I have managed to do it for $k=4$ and $p=0.1$ by deriving the following formula:
At a distance of $d$ from any given cell, there are $4d$ cells (recall manhattan distance: there are 4 nodes at a distance of 1 apart, 8 nodes at a distance of 2 apart, 12 at a distance of 3 apart...).
Since $k=4$, we expect to find the 4 nearest nodes within $4/0.1 = 40$ cells. We cover 40 cells when our search radius $r$ is 4, since 4+8+12+16 = 40. Hence the expected avg. distance between connected pairs is (4/40 * 1) + (8/40 * 2) + (12/40 * 3) + (16/40 * 4) which is 3.
This is the same as:
Avg distance between connected pairs $= \sum\limits_{d=1}^r \frac{4d^{2}}{n}$
My problem is, what about when the search radius $r$ is not an integer? The formula no longer works. Note that you can solve for $r$ using:
$\frac{k}{p} = 2r(r+1)$
when $k=4, p=0.1$ then $r=4$. But usually it will be a non-integer.
In Taxicab metric, the "circle" of "radius" $r$ is going to the the diamond $|x|+|y|=r$ and it has $4r$ points.
Therefore we expect $4pr$ points at distance $r$. If $X$ is your random set, then $\mathbb{P}[ | \{ x \in X : |x| \leq r \} | < 4]$ is a calculations of binomial distribution. There are $2r(r+1)$ points to test.

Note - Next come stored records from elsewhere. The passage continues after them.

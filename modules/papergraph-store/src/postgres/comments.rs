use async_trait::async_trait;
use papergraph_common::{
    Comment, CommentId, NewActivity, NewComment, PaperGraphError, Result, StatField, TaskId,
};

use super::{apply_delta, insert_activity, PgStore};
use crate::traits::CommentRepository;

const COMMENT_COLUMNS: &str = "id, task_id, user_id, content, parent_id, created_at, deleted_at";

#[async_trait]
impl CommentRepository for PgStore {
    async fn insert_comment(&self, comment: NewComment, activity: NewActivity) -> Result<Comment> {
        let mut tx = self.pool.begin().await?;

        // Replies attach to a live comment on the same task.
        if let Some(parent_id) = comment.parent_id {
            let parent = sqlx::query_scalar::<_, i64>(
                r#"
                SELECT id FROM comments
                WHERE id = $1 AND task_id = $2 AND deleted_at IS NULL
                FOR SHARE
                "#,
            )
            .bind(parent_id)
            .bind(comment.task_id)
            .fetch_optional(&mut *tx)
            .await?;
            if parent.is_none() {
                return Err(PaperGraphError::not_found("comment", parent_id));
            }
        }

        let sql = format!(
            r#"
            INSERT INTO comments (task_id, user_id, content, parent_id)
            VALUES ($1, $2, $3, $4)
            RETURNING {COMMENT_COLUMNS}
            "#
        );
        let created = sqlx::query_as::<_, Comment>(&sql)
            .bind(comment.task_id)
            .bind(comment.user_id)
            .bind(&comment.content)
            .bind(comment.parent_id)
            .fetch_one(&mut *tx)
            .await?;

        apply_delta(&mut *tx, comment.user_id, StatField::CommentCount, 1).await?;
        let activity = NewActivity {
            target_id: created.id,
            ..activity
        };
        insert_activity(&mut *tx, &activity).await?;

        tx.commit().await?;
        Ok(created)
    }

    async fn find_comment(&self, id: CommentId) -> Result<Option<Comment>> {
        let sql = format!(
            "SELECT {COMMENT_COLUMNS} FROM comments WHERE id = $1 AND deleted_at IS NULL"
        );
        sqlx::query_as::<_, Comment>(&sql)
            .bind(id)
            .fetch_optional(&self.pool)
            .await
            .map_err(Into::into)
    }

    async fn list_comments(&self, task_id: TaskId) -> Result<Vec<Comment>> {
        let sql = format!(
            r#"
            SELECT {COMMENT_COLUMNS} FROM comments
            WHERE task_id = $1 AND deleted_at IS NULL
            ORDER BY created_at ASC, id ASC
            "#
        );
        sqlx::query_as::<_, Comment>(&sql)
            .bind(task_id)
            .fetch_all(&self.pool)
            .await
            .map_err(Into::into)
    }
}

Using Chebyshev's inequality we can estimate the odds the number of points deviates from our expectations.
$$\mathbb{P}\big[\; \big| \#\{ x \in X : |x| \leq r \} - 2pr(r+1)\big| \geq n\cdot 2p(1-p)r(r+1) \;\big] \leq \frac{1}{n^2} $$
We need to solve for $2pr(r+1) = 4$ or $r \approx \sqrt{2/p}$. What is the meaning of not having an integer radius?
Our standard deviation is $2(1-p) \approx 2$ in the limit of small probability. So you may have to search for a radius larger than you expected. $\sqrt{2/p} + 10$ has at most a 4% probability of not having your point.